(Data records)
────────────────────
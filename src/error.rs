//! Error types for session discovery and the Mem API client.
//!
//! Both are surfaced to the user at the command boundary; everything else
//! travels as `anyhow::Error`.

use std::path::PathBuf;
use thiserror::Error;

/// Failures while locating the Claude Code session log for a project.
#[derive(Debug, Error)]
pub enum SessionError {
    /// The encoded project folder does not exist under `~/.claude/projects`.
    #[error(
        "Session directory not found: {}\nExpected encoding for: {}\nMake sure Claude Code has created sessions for this project.",
        .session_dir.display(),
        .project_path.display()
    )]
    DirectoryNotFound {
        session_dir: PathBuf,
        project_path: PathBuf,
    },

    /// The session directory holds no eligible `*.jsonl` file.
    #[error("No session files found in {}", .0.display())]
    NoSessionFiles(PathBuf),

    #[error("HOME not set")]
    HomeNotSet,

    #[error("failed to read {}: {source}", .path.display())]
    Io {
        path: PathBuf,
        #[source]
        source: std::io::Error,
    },
}

/// Uniform failure of a Mem API request.
#[derive(Debug, Error)]
pub enum ApiError {
    /// The server answered with something other than 200/201.
    #[error("API returned {status}: {body}")]
    Status { status: u16, body: String },

    #[error("Request timeout: {0}")]
    Timeout(String),

    #[error("Request failed: {0}")]
    Request(String),

    #[error("Unexpected error: {0}")]
    Unexpected(String),
}

impl ApiError {
    /// HTTP status of the response, when the server answered at all.
    pub fn status(&self) -> Option<u16> {
        match self {
            ApiError::Status { status, .. } => Some(*status),
            _ => None,
        }
    }
}
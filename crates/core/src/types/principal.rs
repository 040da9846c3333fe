//! Caller identity.

use core::fmt;

use serde::{Deserialize, Serialize};

/// Errors that can occur when parsing a [`Principal`].
#[derive(thiserror::Error, Debug, Clone, PartialEq, Eq)]
pub enum PrincipalError {
    /// The input string is empty.
    #[error("principal cannot be empty")]
    Empty,
    /// The input is longer than any principal the identity provider issues.
    #[error("principal must be at most {max} characters")]
    TooLong {
        /// Maximum allowed length.
        max: usize,
    },
    /// The input contains characters outside the textual principal alphabet.
    #[error("principal contains invalid character {0:?}")]
    InvalidCharacter(char),
}

/// An opaque caller principal established by the identity provider.
///
/// The textual form is lowercase alphanumerics separated by dashes
/// (e.g. `2vxsx-fae`). The storefront never interprets it beyond equality.
#[derive(Debug, Clone, PartialEq, Eq, Hash, PartialOrd, Ord, Serialize, Deserialize)]
#[serde(transparent)]
pub struct Principal(String);

impl Principal {
    /// Maximum textual length accepted.
    pub const MAX_LENGTH: usize = 128;

    /// Parse a textual principal.
    ///
    /// # Errors
    ///
    /// Returns an error if the input is empty, too long, or contains
    /// characters other than ASCII alphanumerics and `-`.
    pub fn parse(s: &str) -> Result<Self, PrincipalError> {
        let s = s.trim();
        if s.is_empty() {
            return Err(PrincipalError::Empty);
        }
        if s.len() > Self::MAX_LENGTH {
            return Err(PrincipalError::TooLong {
                max: Self::MAX_LENGTH,
            });
        }
        if let Some(c) = s.chars().find(|c| !(c.is_ascii_alphanumeric() || *c == '-')) {
            return Err(PrincipalError::InvalidCharacter(c));
        }
        Ok(Self(s.to_ascii_lowercase()))
    }

    /// Textual form.
    #[must_use]
    pub fn as_str(&self) -> &str {
        &self.0
    }
}

impl fmt::Display for Principal {
    fn fmt(&self, f: &mut fmt::Formatter<'_>) -> fmt::Result {
        f.write_str(&self.0)
    }
}

impl AsRef<str> for Principal {
    fn as_ref(&self) -> &str {
        &self.0
    }
}

#[cfg(test)]
#[allow(clippy::unwrap_used)]
mod tests {
    use super::*;

    #[test]
    fn test_principal_parse_valid() {
        let p = Principal::parse("  AbC12-xyz ").unwrap();
        assert_eq!(p.as_str(), "abc12-xyz");
    }

    #[test]
    fn test_principal_parse_invalid() {
        assert_eq!(Principal::parse(""), Err(PrincipalError::Empty));
        assert_eq!(
            Principal::parse("a b"),
            Err(PrincipalError::InvalidCharacter(' '))
        );
        assert!(matches!(
            Principal::parse(&"a".repeat(200)),
            Err(PrincipalError::TooLong { .. })
        ));
    }
}
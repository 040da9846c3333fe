//! Synchronization layer: cached reads and invalidating mutations.
//!
//! # Architecture
//!
//! - Every read goes through [`QueryClient`], keyed by [`QueryKey`]
//! - `moka` coalesces concurrent loads of one key into a single backend call
//! - Failed loads are not cached; the next read tries again
//! - A load that overlaps any invalidation drops its own result from the
//!   cache once it lands, so a read started before a mutation never leaves
//!   a pre-mutation value behind
//! - Mutations are never cached; on success they invalidate exactly the keys
//!   listed for them in [`INVALIDATION_TABLE`]
//!
//! Caller-scoped reads (profile, wishlist, favourites, custom orders) treat
//! an unauthorized rejection as "nothing there" rather than an error.

mod key;
mod mutation;
mod state;

use std::future::Future;
use std::sync::Arc;
use std::sync::atomic::{AtomicU64, Ordering};

use handmade_market_core::{
    Category, CustomOrderRequest, Principal, Product, ProductId, Review, Shop, ShopId, UserProfile,
};
use moka::future::Cache;
use tracing::{debug, instrument, warn};

pub use key::{QueryKey, QueryKind, QueryValue};
pub use mutation::{INVALIDATION_TABLE, Mutation, MutationKind};
pub use state::{MutationError, QueryError, QueryState};

use crate::backend::{BackendClient, BackendError, BackendHandle, OperationResult};
use crate::config::CacheConfig;
use crate::models::Identity;

/// Cached, deduplicating access to backend reads and mutations.
///
/// Cheap to clone; clones share the cache.
#[derive(Clone)]
pub struct QueryClient {
    inner: Arc<QueryClientInner>,
}

struct QueryClientInner {
    backend: BackendHandle,
    cache: Cache<QueryKey, QueryValue>,
    /// Bumped before every invalidation.
    epoch: AtomicU64,
}

impl QueryClient {
    /// Create a query client over a (possibly not yet connected) backend.
    #[must_use]
    pub fn new(backend: BackendHandle, config: CacheConfig) -> Self {
        let cache = Cache::builder()
            .max_capacity(config.capacity)
            .time_to_live(config.ttl)
            .build();

        Self {
            inner: Arc::new(QueryClientInner {
                backend,
                cache,
                epoch: AtomicU64::new(0),
            }),
        }
    }

    #[must_use]
    pub fn backend(&self) -> &BackendHandle {
        &self.inner.backend
    }

    /// Resolve a key, loading it if missing or when `refetch` is set.
    #[instrument(skip(self, caller))]
    pub async fn query(
        &self,
        key: QueryKey,
        caller: Option<&Identity>,
        refetch: bool,
    ) -> QueryState<QueryValue> {
        let Some(client) = self.inner.backend.get() else {
            debug!("Backend not ready, query disabled");
            return QueryState::Disabled;
        };

        if refetch {
            self.advance_epoch();
        }
        let started = self.inner.epoch.load(Ordering::SeqCst);

        let result = if refetch {
            self.reload(client, &key, caller).await
        } else {
            let init = load(client, key.clone(), caller);
            self.inner.cache.try_get_with(key.clone(), init).await
        };

        // Anything this load cached may predate an invalidation that ran meanwhile
        if self.inner.epoch.load(Ordering::SeqCst) != started {
            debug!(?key, "Invalidated while loading, dropping loaded value");
            self.inner.cache.invalidate(&key).await;
        }

        match result {
            Ok(value) => QueryState::Success(value),
            Err(e) => {
                warn!(error = %e, "Query failed");
                QueryState::Error(QueryError::Backend(e))
            }
        }
    }

    /// Load `key` without joining an in-flight load, replacing any cached value.
    async fn reload(
        &self,
        client: &BackendClient,
        key: &QueryKey,
        caller: Option<&Identity>,
    ) -> Result<QueryValue, Arc<BackendError>> {
        match load(client, key.clone(), caller).await {
            Ok(value) => {
                self.inner.cache.insert(key.clone(), value.clone()).await;
                Ok(value)
            }
            Err(e) => {
                self.inner.cache.invalidate(key).await;
                Err(Arc::new(e))
            }
        }
    }

    fn advance_epoch(&self) {
        self.inner.epoch.fetch_add(1, Ordering::SeqCst);
    }

    async fn typed<T>(
        &self,
        key: QueryKey,
        caller: Option<&Identity>,
        refetch: bool,
        extract: fn(QueryValue) -> Option<T>,
    ) -> QueryState<T> {
        let kind = key.kind();
        match self.query(key, caller, refetch).await {
            QueryState::Disabled => QueryState::Disabled,
            QueryState::Error(e) => QueryState::Error(e),
            QueryState::Success(value) => extract(value)
                .map_or(QueryState::Error(QueryError::Mismatch(kind)), QueryState::Success),
        }
    }

    // =========================================================================
    // Reads
    // =========================================================================

    pub async fn products(&self, refetch: bool) -> QueryState<Arc<Vec<Product>>> {
        self.typed(QueryKey::Products, None, refetch, QueryValue::into_products)
            .await
    }

    pub async fn categories(&self, refetch: bool) -> QueryState<Arc<Vec<Category>>> {
        self.typed(QueryKey::Categories, None, refetch, QueryValue::into_categories)
            .await
    }

    pub async fn shops(&self, refetch: bool) -> QueryState<Arc<Vec<Shop>>> {
        self.typed(QueryKey::Shops, None, refetch, QueryValue::into_shops)
            .await
    }

    pub async fn search(&self, text: &str, refetch: bool) -> QueryState<Arc<Vec<Product>>> {
        let key = QueryKey::ProductSearch(text.trim().to_string());
        self.typed(key, None, refetch, QueryValue::into_products)
            .await
    }

    pub async fn reviews(
        &self,
        product_id: ProductId,
        refetch: bool,
    ) -> QueryState<Arc<Vec<Review>>> {
        self.typed(
            QueryKey::Reviews(product_id),
            None,
            refetch,
            QueryValue::into_reviews,
        )
        .await
    }

    /// Product IDs on the caller's wishlist; empty for anonymous callers.
    pub async fn wishlist(
        &self,
        caller: Option<&Identity>,
        refetch: bool,
    ) -> QueryState<Arc<Vec<ProductId>>> {
        let key = QueryKey::Wishlist(principal_of(caller));
        self.typed(key, caller, refetch, QueryValue::into_product_ids)
            .await
    }

    /// Shop IDs the caller favours; empty for anonymous callers.
    pub async fn favorites(
        &self,
        caller: Option<&Identity>,
        refetch: bool,
    ) -> QueryState<Arc<Vec<ShopId>>> {
        let key = QueryKey::Favorites(principal_of(caller));
        self.typed(key, caller, refetch, QueryValue::into_shop_ids)
            .await
    }

    pub async fn custom_orders(
        &self,
        caller: Option<&Identity>,
        refetch: bool,
    ) -> QueryState<Arc<Vec<CustomOrderRequest>>> {
        let key = QueryKey::CustomOrders(principal_of(caller));
        self.typed(key, caller, refetch, QueryValue::into_custom_orders)
            .await
    }

    /// The caller's profile; `None` when anonymous or not created yet.
    pub async fn current_user_profile(
        &self,
        caller: Option<&Identity>,
        refetch: bool,
    ) -> QueryState<Option<Arc<UserProfile>>> {
        let key = QueryKey::CurrentUserProfile(principal_of(caller));
        self.typed(key, caller, refetch, QueryValue::into_profile)
            .await
    }

    // =========================================================================
    // Mutations
    // =========================================================================

    /// Run a mutation and invalidate the queries it makes stale.
    ///
    /// # Errors
    ///
    /// - [`MutationError::Disabled`] if the backend is not connected
    /// - [`MutationError::Failed`] if the backend reported a failure message
    /// - [`MutationError::Transport`] if the call failed or was rejected
    #[instrument(
        skip(self, caller, mutation),
        fields(kind = ?mutation.kind(), caller = %caller.principal)
    )]
    pub async fn mutate(
        &self,
        caller: &Identity,
        mutation: Mutation,
    ) -> Result<OperationResult, MutationError> {
        let client = self.inner.backend.get().ok_or(MutationError::Disabled)?;
        let result = send(client, caller, &mutation).await?;

        if let Some(message) = result.failure() {
            warn!(message, "Mutation reported failure");
            return Err(MutationError::Failed(message.to_string()));
        }

        self.advance_epoch();
        for key in mutation.invalidated_keys(&caller.principal) {
            debug!(?key, "Invalidating query");
            self.inner.cache.invalidate(&key).await;
        }

        Ok(result)
    }

    /// Drop every cached entry scoped to `principal`.
    pub async fn clear_caller(&self, principal: &Principal) {
        let stale: Vec<QueryKey> = self
            .inner
            .cache
            .iter()
            .filter(|(key, _)| key.caller() == Some(principal))
            .map(|(key, _)| QueryKey::clone(&key))
            .collect();

        debug!(count = stale.len(), "Clearing caller-scoped queries");
        self.advance_epoch();
        for key in stale {
            self.inner.cache.invalidate(&key).await;
        }
    }
}

fn principal_of(caller: Option<&Identity>) -> Option<Principal> {
    caller.map(|identity| identity.principal.clone())
}

/// Fetch the value for `key` from the backend.
async fn load(
    client: &BackendClient,
    key: QueryKey,
    caller: Option<&Identity>,
) -> Result<QueryValue, BackendError> {
    debug!(?key, "Loading query from backend");
    let value = match key {
        QueryKey::Products => QueryValue::Products(Arc::new(client.get_products().await?)),
        QueryKey::Categories => QueryValue::Categories(Arc::new(client.get_categories().await?)),
        QueryKey::Shops => QueryValue::Shops(Arc::new(client.get_shops().await?)),
        QueryKey::ProductSearch(text) => {
            QueryValue::Products(Arc::new(client.search_products(&text).await?))
        }
        QueryKey::Reviews(product_id) => {
            QueryValue::Reviews(Arc::new(client.get_reviews_for_product(product_id).await?))
        }
        QueryKey::Wishlist(_) => QueryValue::ProductIds(Arc::new(
            absent_if_unauthorized(client.get_my_wishlist(caller)).await?,
        )),
        QueryKey::Favorites(_) => QueryValue::ShopIds(Arc::new(
            absent_if_unauthorized(client.get_my_favorites(caller)).await?,
        )),
        QueryKey::CustomOrders(_) => QueryValue::CustomOrders(Arc::new(
            absent_if_unauthorized(client.get_my_custom_orders(caller)).await?,
        )),
        QueryKey::CurrentUserProfile(_) => QueryValue::Profile(
            absent_if_unauthorized(client.get_caller_user_profile(caller))
                .await?
                .map(Arc::new),
        ),
    };
    Ok(value)
}

/// Map an unauthorized rejection to the empty value.
async fn absent_if_unauthorized<T: Default>(
    call: impl Future<Output = Result<T, BackendError>>,
) -> Result<T, BackendError> {
    match call.await {
        Err(e) if e.is_unauthorized() => {
            debug!(error = %e, "Unauthorized caller-scoped read, treating as empty");
            Ok(T::default())
        }
        other => other,
    }
}

/// Dispatch a mutation to its backend call.
async fn send(
    client: &BackendClient,
    caller: &Identity,
    mutation: &Mutation,
) -> Result<OperationResult, BackendError> {
    match mutation {
        Mutation::SaveProfile(profile) => client
            .save_caller_user_profile(caller, profile)
            .await
            .map(|()| OperationResult::ok()),
        Mutation::AddToWishlist(id) => client.add_to_wishlist(caller, *id).await,
        Mutation::RemoveFromWishlist(id) => client.remove_from_wishlist(caller, *id).await,
        Mutation::AddToFavorites(id) => client.add_to_favorites(caller, *id).await,
        Mutation::RemoveFromFavorites(id) => client.remove_from_favorites(caller, *id).await,
        Mutation::AddReview {
            product_id,
            rating,
            comment,
            photos,
        } => {
            client
                .add_review(caller, *product_id, rating.value(), comment, photos)
                .await
        }
        Mutation::CreateCustomOrder {
            shop_id,
            description,
        } => {
            client
                .create_custom_order_request(caller, *shop_id, description)
                .await
        }
    }
}

#[cfg(test)]
#[allow(clippy::unwrap_used)]
mod tests {
    use std::time::Duration;

    use url::Url;

    use super::*;
    use crate::config::BackendConfig;

    fn offline_client() -> QueryClient {
        let config = BackendConfig {
            url: Url::parse("http://127.0.0.1:9").unwrap(),
            timeout: Duration::from_millis(200),
        };
        QueryClient::new(BackendHandle::new(config), CacheConfig::default())
    }

    fn identity() -> Identity {
        Identity::new(Principal::parse("alice").unwrap(), "delegation".to_string())
    }

    #[tokio::test]
    async fn test_reads_disabled_until_backend_ready() {
        let client = offline_client();
        assert!(client.products(false).await.is_disabled());
        assert!(client.wishlist(Some(&identity()), false).await.is_disabled());
        assert!(client.current_user_profile(None, true).await.is_disabled());
    }

    #[tokio::test]
    async fn test_mutations_disabled_until_backend_ready() {
        let client = offline_client();
        let err = client
            .mutate(&identity(), Mutation::AddToWishlist(ProductId::new(1)))
            .await
            .unwrap_err();
        assert!(matches!(err, MutationError::Disabled));
    }

    #[tokio::test]
    async fn test_absent_if_unauthorized() {
        let rejected = async {
            Err::<Vec<ProductId>, _>(BackendError::Rejected {
                status: 403,
                message: "Unauthorized: Only users can view their wishlist".to_string(),
            })
        };
        assert!(absent_if_unauthorized(rejected).await.unwrap().is_empty());

        let failed = async {
            Err::<Vec<ProductId>, _>(BackendError::Rejected {
                status: 500,
                message: "internal error".to_string(),
            })
        };
        assert!(absent_if_unauthorized(failed).await.is_err());
    }
}
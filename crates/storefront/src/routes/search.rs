//! Product search.

use askama::Template;
use askama_web::WebTemplate;
use axum::{
    extract::{Query, State},
    response::{IntoResponse, Response},
};
use serde::Deserialize;
use tracing::instrument;

use super::fragment::{Layout, SkeletonTemplate, resolve};
use crate::filters;
use crate::middleware::{CspNonce, OptionalIdentity};
use crate::state::AppState;
use crate::views::{self, ProductCardView};

/// Search query parameters.
#[derive(Debug, Default, Deserialize)]
pub struct SearchQuery {
    #[serde(default)]
    pub q: String,
    #[serde(default)]
    pub refetch: bool,
}

impl SearchQuery {
    fn text(&self) -> &str {
        self.q.trim()
    }
}

#[derive(Template, WebTemplate)]
#[template(path = "search.html")]
pub struct SearchTemplate {
    pub layout: Layout,
    pub query: String,
    /// `None` until the caller has typed something.
    pub results: Option<SkeletonTemplate>,
}

/// Search results (HTMX).
#[derive(Template, WebTemplate)]
#[template(path = "fragments/search_results.html")]
pub struct SearchResultsTemplate {
    pub query: String,
    pub count_label: String,
    pub products: Vec<ProductCardView>,
}

fn results_src(text: &str) -> String {
    format!("/search/results?q={}", urlencoding::encode(text))
}

/// Display the search page shell.
#[instrument(skip(identity, nonce))]
pub async fn show(
    Query(query): Query<SearchQuery>,
    OptionalIdentity(identity): OptionalIdentity,
    nonce: CspNonce,
) -> impl IntoResponse {
    let text = query.text();
    SearchTemplate {
        layout: Layout::new(nonce, identity.as_ref()),
        query: text.to_string(),
        results: (!text.is_empty()).then(|| SkeletonTemplate::load(results_src(text), 4)),
    }
}

/// Products matching the search text (HTMX).
#[instrument(skip(state))]
pub async fn results(State(state): State<AppState>, Query(query): Query<SearchQuery>) -> Response {
    let text = query.text();
    if text.is_empty() {
        return SearchResultsTemplate {
            query: String::new(),
            count_label: String::new(),
            products: Vec::new(),
        }
        .into_response();
    }

    let products = match resolve(
        state.queries().search(text, query.refetch).await,
        &results_src(text),
        "Search failed",
        4,
    ) {
        Ok(products) => products,
        Err(response) => return response,
    };

    let matches: Vec<_> = products.iter().collect();
    SearchResultsTemplate {
        query: text.to_string(),
        count_label: format!("{} found", views::pluralize(matches.len(), "product", "products")),
        products: views::cards(&matches),
    }
    .into_response()
}

#[cfg(test)]
mod tests {
    use super::*;

    #[test]
    fn test_results_src_is_encoded() {
        assert_eq!(results_src("blue mug"), "/search/results?q=blue%20mug");
        assert_eq!(results_src("a&b"), "/search/results?q=a%26b");
    }
}
//! Session-related types.

/// Session keys for authentication data.
pub mod keys {
    /// Key for storing the authenticated [`Identity`](crate::models::Identity).
    pub const IDENTITY: &str = "identity";

    /// Key for the login `state` parameter (CSRF protection).
    pub const LOGIN_STATE: &str = "login_state";

    /// Key for the page to return to after login.
    pub const RETURN_TO: &str = "return_to";
}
────────────────────
■ **ASSIGNED TASK**
Scan the records for the word "ProductCardView" and copy every line where it is found.

■ **TASK SOLUTION**
use crate::views::{self, ProductCardView};
    pub products: Vec<ProductCardView>,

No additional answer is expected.